CITIC SECURITIES has released a research report stating that the copper sector has underperformed since the start of the year due to demand headwinds and liquidity shocks. However, since the second quarter, rapid destocking of domestic copper inventories has highlighted a significant recovery in demand, while supply disruptions have intensified again, significantly strengthening the fundamental narrative for copper. The firm anticipates that copper prices could stabilize above $13,000 per ton in the second quarter of 2026. Following recent adjustments, valuations for copper sector stocks have reached relatively low levels, enhancing the sector's investment appeal. CITIC SECURITIES is optimistic that the copper sector will return to a primary market allocation focus in Q2 2026. The main points of the report are as follows:
Concerns over demand, combined with liquidity shocks, led to poor performance in the copper sector since the beginning of the year. As of April 14, 2026, the CITIC Copper Index had fallen 0.3% year-to-date, ranking at the bottom among non-ferrous metal sub-sectors. The primary reasons for the weakness in copper stocks are identified as: 1) A significant price surge since late December 2025 weakened downstream procurement, with SMM data showing domestic copper social inventories peaking at over 600,000 tons in March 2026, a five-year high; 2) A liquidity crisis triggered by Middle East conflicts suppressed copper prices, causing a maximum drawdown of 13% from the January highs by March.

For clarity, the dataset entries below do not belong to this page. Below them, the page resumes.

//! Non-interactive mode (`--no-tui`).
//! Mounts the controller, waits for the search (and the position lookup, if
//! one was started) to settle, then prints the markers to stdout. The final
//! status is handed back so the caller can pick the exit code.

use anyhow::Result;
use std::fmt::Write as _;
use tokio::sync::mpsc::UnboundedReceiver;
use tracing::info;

use crate::controller::{ControllerEvent, ControllerUpdate, SearchStateController, SearchStatus};
use crate::markers::{MarkerDescriptor, MarkerKind};
use crate::search::SearchParams;

pub struct Executor {
    controller: SearchStateController,
    events: UnboundedReceiver<ControllerEvent>,
}

impl Executor {
    pub fn new(
        controller: SearchStateController,
        events: UnboundedReceiver<ControllerEvent>,
    ) -> Self {
        Self { controller, events }
    }

    pub async fn run(&mut self, json: bool) -> Result<SearchStatus> {
        self.controller.mount();
        while self.controller.is_busy() {
            let Some(ev) = self.events.recv().await else {
                break;
            };
            match self.controller.handle_event(ev) {
                ControllerUpdate::LocateFailed(e) => {
                    eprintln!("Could not determine your location ({e}); using configured coordinates.");
                }
                update => info!(?update, "controller update"),
            }
        }

        let status = self.controller.status();
        let params = self.controller.params();
        let markers = self.controller.markers();
        if json {
            let output = serde_json::json!({
                "success": !matches!(status, SearchStatus::Failed(_)),
                "status": status.to_string(),
                "params": params,
                "markers": &*markers,
            });
            println!("{}", serde_json::to_string_pretty(&output)?);
        } else {
            print!("{}", format_report(&params, &status, &markers));
        }
        Ok(status)
    }
}

pub fn format_report(
    params: &SearchParams,
    status: &SearchStatus,
    markers: &[MarkerDescriptor],
) -> String {
    let mut out = String::new();
    let _ = writeln!(
        out,
        "{} within {} km of {}, {}: {}",
        params.query.label(),
        params.radius_km,
        params.lat,
        params.lon,
        status
    );
    for m in markers {
        match m.kind {
            MarkerKind::ReliefCenter => {
                let _ = writeln!(
                    out,
                    "{} {} ({}, {})\n    {}\n    {}\n    {}",
                    m.icon.glyph,
                    m.popup.name,
                    m.position.lat,
                    m.position.lon,
                    m.popup.resources,
                    m.popup.address,
                    m.popup.contact
                );
            }
            MarkerKind::CurrentLocation => {
                let _ = writeln!(out, "{} {} ({})", m.icon.glyph, m.popup.name, m.popup.address);
            }
        }
    }
    out
}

As these factors have gradually eased, copper prices have steadily recovered since April. By April 13, LME copper prices had climbed back above $13,000 per ton. Rapid inventory destocking since mid-March demonstrates demand resilience. According to SMM data, as of April 13, 2026, domestic social inventories of electrolytic copper fell to 352,000 tons, marking the fourth consecutive week of declines exceeding 10%. This represents a drop of 294,000 tons from the recent peak, a decrease of 46%, with the destocking pace significantly faster than in previous years. Shanghai Futures Exchange cathode copper inventories have fallen nearly 40% from their peak, indicating substantial improvement in downstream demand and growing acceptance of current copper prices within the supply chain. The Yangshan copper premium, an indicator of China's import demand, reached $76 per ton on April 14, up $56 from its late-January low. On the demand side, customs data show that China's cumulative copper wire and cable exports from January to February 2026 totaled 243,500 tons, a year-on-year increase of 35%, indicating sustained strong demand from overseas power infrastructure sectors. Market concerns about demand weakness triggered by high copper prices are expected to dissipate.

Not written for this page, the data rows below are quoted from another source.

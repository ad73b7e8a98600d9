pub mod client;
pub mod error;
mod params;
mod record;

use async_trait::async_trait;
use tokio_util::sync::CancellationToken;

pub use client::SearchClient;
pub use error::SearchError;
pub use params::*;
pub use record::ReliefCenterRecord;

/// Anything that can answer a relief-center lookup for one params snapshot.
///
/// Implementations report every failure as a `SearchError`; an empty `Vec`
/// means the lookup succeeded and matched nothing.
#[async_trait]
pub trait SearchBackend: Send + Sync {
    async fn fetch_relief_centers(
        &self,
        params: &SearchParams,
        cancel: CancellationToken,
    ) -> Result<Vec<ReliefCenterRecord>, SearchError>;
}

Supply disruptions are intensifying again, maintaining a tight supply outlook for the full year. In April 2026, Ivanhoe Mines revised its 2026 production guidance for the Kamoa-Kakula copper mine downward to 290,000-330,000 tons, a reduction of 90,000 tons from previous estimates. Its 2027 guidance was cut to 380,000-420,000 tons, a reduction of 150,000 tons. Since the outbreak of Middle East conflicts, uncertainty in copper concentrate supply has increased, reflected in rising costs due to higher fuel and sulfuric acid prices, alongside concerns over potential production cuts stemming from sulfuric acid shortages. CITIC SECURITIES had previously forecast a modest 0.2% increase in global copper mine supply to 22.96 million tons for 2026, but frequent recent supply disruptions may make this target difficult to achieve. The tight copper supply situation is expected to worsen in 2026.

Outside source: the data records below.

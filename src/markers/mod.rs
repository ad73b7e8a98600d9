use serde::Serialize;
use std::sync::Arc;
use tracing::trace;

use crate::config::MapConfig;
use crate::search::{Coordinates, ReliefCenterRecord};

pub const UNKNOWN_NAME: &str = "Unknown Name";
pub const NO_RESOURCES: &str = "No Resources Listed";
pub const NO_ADDRESS: &str = "No Address Available";
pub const NO_CONTACT: &str = "No Contact Information";
pub const CURRENT_LOCATION_NAME: &str = "Your Location";

#[derive(Debug, Clone, Copy, PartialEq, Eq, Serialize)]
#[serde(rename_all = "SCREAMING_SNAKE_CASE")]
pub enum MarkerKind {
    ReliefCenter,
    CurrentLocation,
}

#[derive(Debug, Clone, PartialEq, Serialize)]
pub struct IconSpec {
    pub url: String,
    pub size: (u16, u16),
    pub anchor: (i16, i16),
    pub popup_anchor: (i16, i16),
    /// Character drawn for this marker on the terminal map.
    pub glyph: char,
}

#[derive(Debug, Clone, PartialEq)]
pub struct IconSet {
    pub relief_center: IconSpec,
    pub current_location: IconSpec,
}

impl IconSet {
    pub fn from_map_config(cfg: &MapConfig) -> Self {
        Self {
            relief_center: IconSpec {
                url: cfg.relief_icon_url.clone(),
                size: (32, 32),
                anchor: (16, 32),
                popup_anchor: (0, -32),
                glyph: '+',
            },
            current_location: IconSpec {
                url: cfg.location_icon_url.clone(),
                size: (32, 32),
                anchor: (16, 32),
                popup_anchor: (0, -32),
                glyph: '@',
            },
        }
    }

    pub fn for_kind(&self, kind: MarkerKind) -> &IconSpec {
        match kind {
            MarkerKind::ReliefCenter => &self.relief_center,
            MarkerKind::CurrentLocation => &self.current_location,
        }
    }
}

impl Default for IconSet {
    fn default() -> Self {
        Self::from_map_config(&MapConfig::default())
    }
}

#[derive(Debug, Clone, PartialEq, Serialize)]
pub struct PopupFields {
    pub name: String,
    pub resources: String,
    pub address: String,
    pub contact: String,
}

impl PopupFields {
    pub fn from_record(record: &ReliefCenterRecord) -> Self {
        Self {
            name: record.name().unwrap_or_else(|| UNKNOWN_NAME.to_string()),
            resources: record.resources().unwrap_or_else(|| NO_RESOURCES.to_string()),
            address: record.address().unwrap_or_else(|| NO_ADDRESS.to_string()),
            contact: record.contact().unwrap_or_else(|| NO_CONTACT.to_string()),
        }
    }
}

#[derive(Debug, Clone, PartialEq, Serialize)]
pub struct MarkerDescriptor {
    pub position: Coordinates,
    pub kind: MarkerKind,
    pub popup: PopupFields,
    pub icon: IconSpec,
}

/// Records to markers, plus one trailing marker for the current location.
pub fn project(
    records: &[ReliefCenterRecord],
    current_location: Option<Coordinates>,
    icons: &IconSet,
) -> Vec<MarkerDescriptor> {
    let mut out: Vec<MarkerDescriptor> = records
        .iter()
        .map(|r| MarkerDescriptor {
            position: r.position(),
            kind: MarkerKind::ReliefCenter,
            popup: PopupFields::from_record(r),
            icon: icons.for_kind(MarkerKind::ReliefCenter).clone(),
        })
        .collect();

    if let Some(loc) = current_location {
        out.push(MarkerDescriptor {
            position: loc,
            kind: MarkerKind::CurrentLocation,
            popup: PopupFields {
                name: CURRENT_LOCATION_NAME.to_string(),
                resources: String::new(),
                address: loc.to_string(),
                contact: String::new(),
            },
            icon: icons.for_kind(MarkerKind::CurrentLocation).clone(),
        });
    }
    out
}

/// Memoizing wrapper around [`project`].
///
/// Output is shared behind an `Arc` and handed back unchanged while the
/// record list (by `Arc` identity) and current location stay the same, so
/// the renderer can compare pointers instead of contents.
#[derive(Debug)]
pub struct MarkerProjector {
    icons: IconSet,
    cached: Option<CacheEntry>,
}

#[derive(Debug)]
struct CacheEntry {
    records: Arc<Vec<ReliefCenterRecord>>,
    current_location: Option<Coordinates>,
    markers: Arc<[MarkerDescriptor]>,
}

impl MarkerProjector {
    pub fn new(icons: IconSet) -> Self {
        Self {
            icons,
            cached: None,
        }
    }

    pub fn markers(
        &mut self,
        records: &Arc<Vec<ReliefCenterRecord>>,
        current_location: Option<Coordinates>,
    ) -> Arc<[MarkerDescriptor]> {
        if let Some(entry) = &self.cached
            && Arc::ptr_eq(&entry.records, records)
            && entry.current_location == current_location
        {
            return entry.markers.clone();
        }

        let markers: Arc<[MarkerDescriptor]> =
            project(records, current_location, &self.icons).into();
        trace!(count = markers.len(), "reprojected markers");
        self.cached = Some(CacheEntry {
            records: records.clone(),
            current_location,
            markers: markers.clone(),
        });
        markers
    }
}

#[cfg(test)]
mod tests {
    use super::*;
    use serde_json::json;

    fn sample() -> Vec<ReliefCenterRecord> {
        vec![
            ReliefCenterRecord::new(json!({
                "_source": {
                    "name": "Tempe Food Bank",
                    "resources": "food, water",
                    "address": "1 Mill Ave",
                    "contact": "555-0100",
                    "location": {"lat": 33.42, "lon": -111.93}
                }
            })),
            ReliefCenterRecord::new(json!({"_source": {}})),
        ]
    }

    #[test]
    fn missing_fields_render_fallbacks() {
        let markers = project(&sample(), None, &IconSet::default());
        assert_eq!(markers.len(), 2);

        let full = &markers[0];
        assert_eq!(full.popup.name, "Tempe Food Bank");
        assert_eq!(full.popup.resources, "food, water");
        assert_eq!(full.position, Coordinates { lat: 33.42, lon: -111.93 });

        let empty = &markers[1];
        assert_eq!(empty.popup.name, UNKNOWN_NAME);
        assert_eq!(empty.popup.resources, NO_RESOURCES);
        assert_eq!(empty.popup.address, NO_ADDRESS);
        assert_eq!(empty.popup.contact, NO_CONTACT);
        assert_eq!(empty.position, Coordinates::ORIGIN);
        assert_eq!(empty.kind, MarkerKind::ReliefCenter);
    }

    #[test]
    fn records_without_any_structure_do_not_fault() {
        let odd = vec![
            ReliefCenterRecord::new(json!(null)),
            ReliefCenterRecord::new(json!("text")),
            ReliefCenterRecord::new(json!({"location": "somewhere"})),
            ReliefCenterRecord::new(json!({"location": {"lat": 12.5}})),
        ];
        let markers = project(&odd, None, &IconSet::default());
        assert_eq!(markers.len(), 4);
        assert!(markers[..3].iter().all(|m| m.position == Coordinates::ORIGIN));
        assert_eq!(markers[3].position, Coordinates { lat: 12.5, lon: 0.0 });
    }

    #[test]
    fn current_location_is_appended_last() {
        let loc = Coordinates {
            lat: 40.0,
            lon: -75.0,
        };
        let icons = IconSet::default();
        let markers = project(&sample(), Some(loc), &icons);
        assert_eq!(markers.len(), 3);
        let last = markers.last().unwrap();
        assert_eq!(last.kind, MarkerKind::CurrentLocation);
        assert_eq!(last.position, loc);
        assert_eq!(last.popup.name, CURRENT_LOCATION_NAME);
        assert_eq!(last.icon, icons.current_location);

        let only_me = project(&[], Some(loc), &icons);
        assert_eq!(only_me.len(), 1);
    }

    #[test]
    fn project_is_idempotent() {
        let records = sample();
        let loc = Some(Coordinates {
            lat: 1.0,
            lon: 2.0,
        });
        let icons = IconSet::default();
        assert_eq!(
            project(&records, loc, &icons),
            project(&records, loc, &icons)
        );
    }

    #[test]
    fn projector_returns_same_allocation_for_unchanged_inputs() {
        let mut projector = MarkerProjector::new(IconSet::default());
        let records = Arc::new(sample());

        let a = projector.markers(&records, None);
        let b = projector.markers(&records, None);
        assert!(Arc::ptr_eq(&a, &b));

        let loc = Some(Coordinates {
            lat: 40.0,
            lon: -75.0,
        });
        let c = projector.markers(&records, loc);
        assert!(!Arc::ptr_eq(&b, &c));
        assert_eq!(c.len(), 3);

        let replaced = Arc::new(sample());
        let d = projector.markers(&replaced, loc);
        assert!(!Arc::ptr_eq(&c, &d));
        assert_eq!(*c, *d);
    }

    #[test]
    fn icons_come_from_map_config() {
        let cfg = MapConfig {
            relief_icon_url: "icons/relief.png".into(),
            ..MapConfig::default()
        };
        let icons = IconSet::from_map_config(&cfg);
        assert_eq!(icons.relief_center.url, "icons/relief.png");
        assert_eq!(icons.relief_center.anchor, (16, 32));
        assert_eq!(icons.for_kind(MarkerKind::CurrentLocation).glyph, '@');
    }
}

With the fundamental narrative for copper regaining prominence, the copper sector is poised to return as a primary allocation focus within the non-ferrous metals complex. Since 2025, copper prices surged on narratives including supply disruptions, AI-related demand, and US stockpiling. Recent demand headwinds and liquidity shocks had diluted these positive factors, leading to sector underperformance. The firm expects that with steady domestic demand recovery and renewed supply-side disruptions, copper prices will stabilize above $13,000/ton in Q2 2026. Following first-quarter declines, the CITIC copper sector's forward P/E ratio for 2026 is only 12.8x, the lowest among non-ferrous metal sub-sectors, significantly enhancing the attractiveness of stock allocations.
Risk factors include a sharp decline in copper prices; weaker-than-expected downstream demand due to high prices; risks of copper demand substitution; and liquidity shocks resulting from an escalation of Middle East conflicts.